La fin de la seconde guerre mondiale consacra la transformation à l’échelle globale de l’engin militaire en engin civil. Cet objet technique si périlleux devint en quelques décennies le moyen de transport commercial le plus sûr de tous, mais en contrepartie de gigantesques infrastructures, matérielles et institutionnelles (les aéroports, le contrôle aérien, qui asservit depuis le sol l’objet volant par un guidage à distance, les instances mondiales de régulation comme l’Organisation de l’aviation civile internationale en 1947), etc. L’aéronautique civile a ainsi créé le premier macrosystème technique mondial.
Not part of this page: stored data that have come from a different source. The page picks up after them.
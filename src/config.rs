use std::fs;
use std::path::PathBuf;

use camino::Utf8PathBuf;
use serde::{Deserialize, Serialize};

use crate::domain::{KeySource, ProcessingMode};
use crate::error::LoadError;

pub const DEFAULT_CONFIG_FILE: &str = "mapping-load.json";
pub const DEFAULT_NOTE_CHUNK_SIZE: usize = 255;

#[derive(Debug, Default, Deserialize, Serialize)]
#[serde(deny_unknown_fields)]
pub struct Config {
    #[serde(default)]
    pub database: Option<String>,
    #[serde(default)]
    pub input: Option<String>,
    #[serde(default)]
    pub output_dir: Option<String>,
    #[serde(default)]
    pub mode: Option<String>,
    #[serde(default)]
    pub experiment_type: Option<String>,
    #[serde(default)]
    pub delimiter: Option<String>,
    #[serde(default)]
    pub accession_prefix: Option<String>,
    #[serde(default)]
    pub organism_key: Option<i64>,
    #[serde(default)]
    pub excluded_chromosomes: Option<Vec<String>>,
    #[serde(default)]
    pub logical_db_key: Option<i64>,
    #[serde(default)]
    pub object_type_key: Option<i64>,
    #[serde(default)]
    pub note_chunk_size: Option<usize>,
    #[serde(default)]
    pub experiment_key_source: Option<String>,
    #[serde(default)]
    pub reference: Option<String>,
    #[serde(default)]
    pub created_by: Option<String>,
    #[serde(default)]
    pub master_markers: Option<bool>,
}

#[derive(Debug, Clone, Default)]
pub struct ConfigOverrides {
    pub database: Option<String>,
    pub input: Option<String>,
    pub output_dir: Option<String>,
    pub mode: Option<String>,
    pub experiment_type: Option<String>,
    pub reference: Option<String>,
    pub created_by: Option<String>,
}

#[derive(Debug, Clone)]
pub struct ResolvedConfig {
    pub database: Utf8PathBuf,
    pub input: Utf8PathBuf,
    pub output_dir: Utf8PathBuf,
    pub mode: ProcessingMode,
    pub experiment_type: String,
    pub delimiter: char,
    pub accession_prefix: String,
    pub organism_key: i64,
    pub excluded_chromosomes: Vec<String>,
    pub logical_db_key: i64,
    pub object_type_key: i64,
    pub note_chunk_size: usize,
    pub experiment_key_source: KeySource,
    pub reference: Option<String>,
    pub created_by: Option<String>,
    pub master_markers: bool,
}

impl ResolvedConfig {
    pub fn per_run_identity(&self) -> Option<(&str, &str)> {
        match (&self.reference, &self.created_by) {
            (Some(reference), Some(created_by)) => Some((reference, created_by)),
            _ => None,
        }
    }
}

pub struct ConfigLoader;

impl ConfigLoader {
    pub fn resolve(
        path: Option<&str>,
        overrides: ConfigOverrides,
    ) -> Result<ResolvedConfig, LoadError> {
        let config = match path {
            Some(path) => Self::read(PathBuf::from(path))?,
            None => {
                let default_path = PathBuf::from(DEFAULT_CONFIG_FILE);
                if default_path.exists() {
                    Self::read(default_path)?
                } else {
                    Config::default()
                }
            }
        };
        Self::resolve_config(config, overrides)
    }

    fn read(path: PathBuf) -> Result<Config, LoadError> {
        let content = fs::read_to_string(&path).map_err(|_| LoadError::ConfigRead(path.clone()))?;
        serde_json::from_str(&content).map_err(|err| LoadError::ConfigParse(err.to_string()))
    }

    pub fn resolve_config(
        config: Config,
        overrides: ConfigOverrides,
    ) -> Result<ResolvedConfig, LoadError> {
        let mode = overrides
            .mode
            .or(config.mode)
            .unwrap_or_else(|| "incremental".to_string())
            .parse::<ProcessingMode>()?;

        let database = overrides
            .database
            .or(config.database)
            .filter(|value| !value.trim().is_empty())
            .ok_or_else(|| LoadError::MissingOption("database".to_string()))?;

        let input = overrides
            .input
            .or(config.input)
            .filter(|value| !value.trim().is_empty())
            .ok_or_else(|| LoadError::MissingOption("input".to_string()))?;

        let experiment_type = overrides
            .experiment_type
            .or(config.experiment_type)
            .map(|value| value.replace('"', ""))
            .unwrap_or_else(|| "TEXT".to_string());
        if experiment_type.trim().is_empty() {
            return Err(LoadError::MissingOption("experiment_type".to_string()));
        }

        let delimiter = match config.delimiter {
            Some(value) => parse_delimiter(&value)?,
            None => '|',
        };

        let experiment_key_source = match config.experiment_key_source {
            Some(value) => value.parse()?,
            None => KeySource::default(),
        };

        let note_chunk_size = config.note_chunk_size.unwrap_or(DEFAULT_NOTE_CHUNK_SIZE);
        if note_chunk_size == 0 {
            return Err(LoadError::MissingOption(
                "note_chunk_size must be greater than zero".to_string(),
            ));
        }

        Ok(ResolvedConfig {
            database: Utf8PathBuf::from(database),
            input: Utf8PathBuf::from(input),
            output_dir: Utf8PathBuf::from(
                overrides
                    .output_dir
                    .or(config.output_dir)
                    .unwrap_or_else(|| ".".to_string()),
            ),
            mode,
            experiment_type,
            delimiter,
            accession_prefix: config
                .accession_prefix
                .unwrap_or_else(|| "MGI:".to_string()),
            organism_key: config.organism_key.unwrap_or(1),
            excluded_chromosomes: config
                .excluded_chromosomes
                .unwrap_or_else(default_excluded_chromosomes),
            logical_db_key: config.logical_db_key.unwrap_or(1),
            object_type_key: config.object_type_key.unwrap_or(4),
            note_chunk_size,
            experiment_key_source,
            reference: overrides.reference.or(config.reference),
            created_by: overrides.created_by.or(config.created_by),
            master_markers: config.master_markers.unwrap_or(false),
        })
    }
}

pub fn default_excluded_chromosomes() -> Vec<String> {
    vec!["UN".to_string()]
}

fn parse_delimiter(value: &str) -> Result<char, LoadError> {
    match value {
        "tab" | "\\t" | "\t" => Ok('\t'),
        other => {
            let mut chars = other.chars();
            match (chars.next(), chars.next()) {
                (Some(ch), None) => Ok(ch),
                _ => Err(LoadError::InvalidDelimiter(other.to_string())),
            }
        }
    }
}

#[cfg(test)]
mod tests {
    use assert_matches::assert_matches;

    use super::*;

    fn minimal() -> ConfigOverrides {
        ConfigOverrides {
            database: Some("mgd.sqlite".to_string()),
            input: Some("mapping.txt".to_string()),
            ..ConfigOverrides::default()
        }
    }

    #[test]
    fn defaults_fill_in() {
        let resolved = ConfigLoader::resolve_config(Config::default(), minimal()).unwrap();
        assert_eq!(resolved.mode, ProcessingMode::Incremental);
        assert_eq!(resolved.experiment_type, "TEXT");
        assert_eq!(resolved.delimiter, '|');
        assert_eq!(resolved.accession_prefix, "MGI:");
        assert_eq!(resolved.note_chunk_size, 255);
        assert_eq!(resolved.excluded_chromosomes, default_excluded_chromosomes());
        assert_eq!(resolved.experiment_key_source, KeySource::MaxPlusOne);
        assert!(resolved.per_run_identity().is_none());
    }

    #[test]
    fn overrides_win_over_file() {
        let config = Config {
            mode: Some("full".to_string()),
            experiment_type: Some("TEXT-QTL".to_string()),
            ..Config::default()
        };
        let overrides = ConfigOverrides {
            mode: Some("preview".to_string()),
            experiment_type: Some("\"TEXT-Physical Mapping\"".to_string()),
            ..minimal()
        };
        let resolved = ConfigLoader::resolve_config(config, overrides).unwrap();
        assert_eq!(resolved.mode, ProcessingMode::Preview);
        assert_eq!(resolved.experiment_type, "TEXT-Physical Mapping");
    }

    #[test]
    fn unknown_mode_is_fatal() {
        let overrides = ConfigOverrides {
            mode: Some("replace".to_string()),
            ..minimal()
        };
        let err = ConfigLoader::resolve_config(Config::default(), overrides).unwrap_err();
        assert_matches!(err, LoadError::InvalidMode(_));
    }

    #[test]
    fn missing_database_is_fatal() {
        let overrides = ConfigOverrides {
            input: Some("mapping.txt".to_string()),
            ..ConfigOverrides::default()
        };
        let err = ConfigLoader::resolve_config(Config::default(), overrides).unwrap_err();
        assert_matches!(err, LoadError::MissingOption(name) if name == "database");
    }

    #[test]
    fn delimiter_forms() {
        assert_eq!(parse_delimiter("tab").unwrap(), '\t');
        assert_eq!(parse_delimiter(",").unwrap(), ',');
        assert_matches!(parse_delimiter("||"), Err(LoadError::InvalidDelimiter(_)));
    }
}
Ce temps est aussi celui de la démocratisation du transport aérien (avec de gros-porteurs comme le Boeing 747, dont le premier vol remonte à 1969), et d’une exigence de sécurité qui n’est plus négociable parce qu’elle est la condition pour que le ciel et les lointains deviennent accessibles au plus grand nombre.

Echapper aux pesanteurs

Le voyage change alors de signification. De fin en soi, il devient un moyen d’aller le plus vite et le moins cher possible d’un point A à un point B. Le désir de liberté s’accompagne ainsi d’une banalisation qui neutralise la sensation de découverte. Fixé à son siège, le passager regarde le monde en spectateur, exigeant le même confort dans les airs que sur terre. Effet rebond, l’obsession sécuritaire, qui concerne le danger venu du sol, perturbe maintenant la tranquillité du voyage et transforme les aéroports, de lieux d’évasion qu’ils étaient, en nouveaux espaces d’enfermement et de contrôle.

Ce bref rappel historique laisse entrevoir que la question de la décarbonation est au fond secondaire. L’aviation commerciale est certes énergivore (3 % des émissions mondiales de CO2), mais ni plus ni moins que le transport maritime (entre 3 % et 4 % aujourd’hui et 17 % en 2050), et moins que l’industrie du numérique (déjà 4 % à 5 % avec une consommation qui devrait doubler d’ici à trois ans).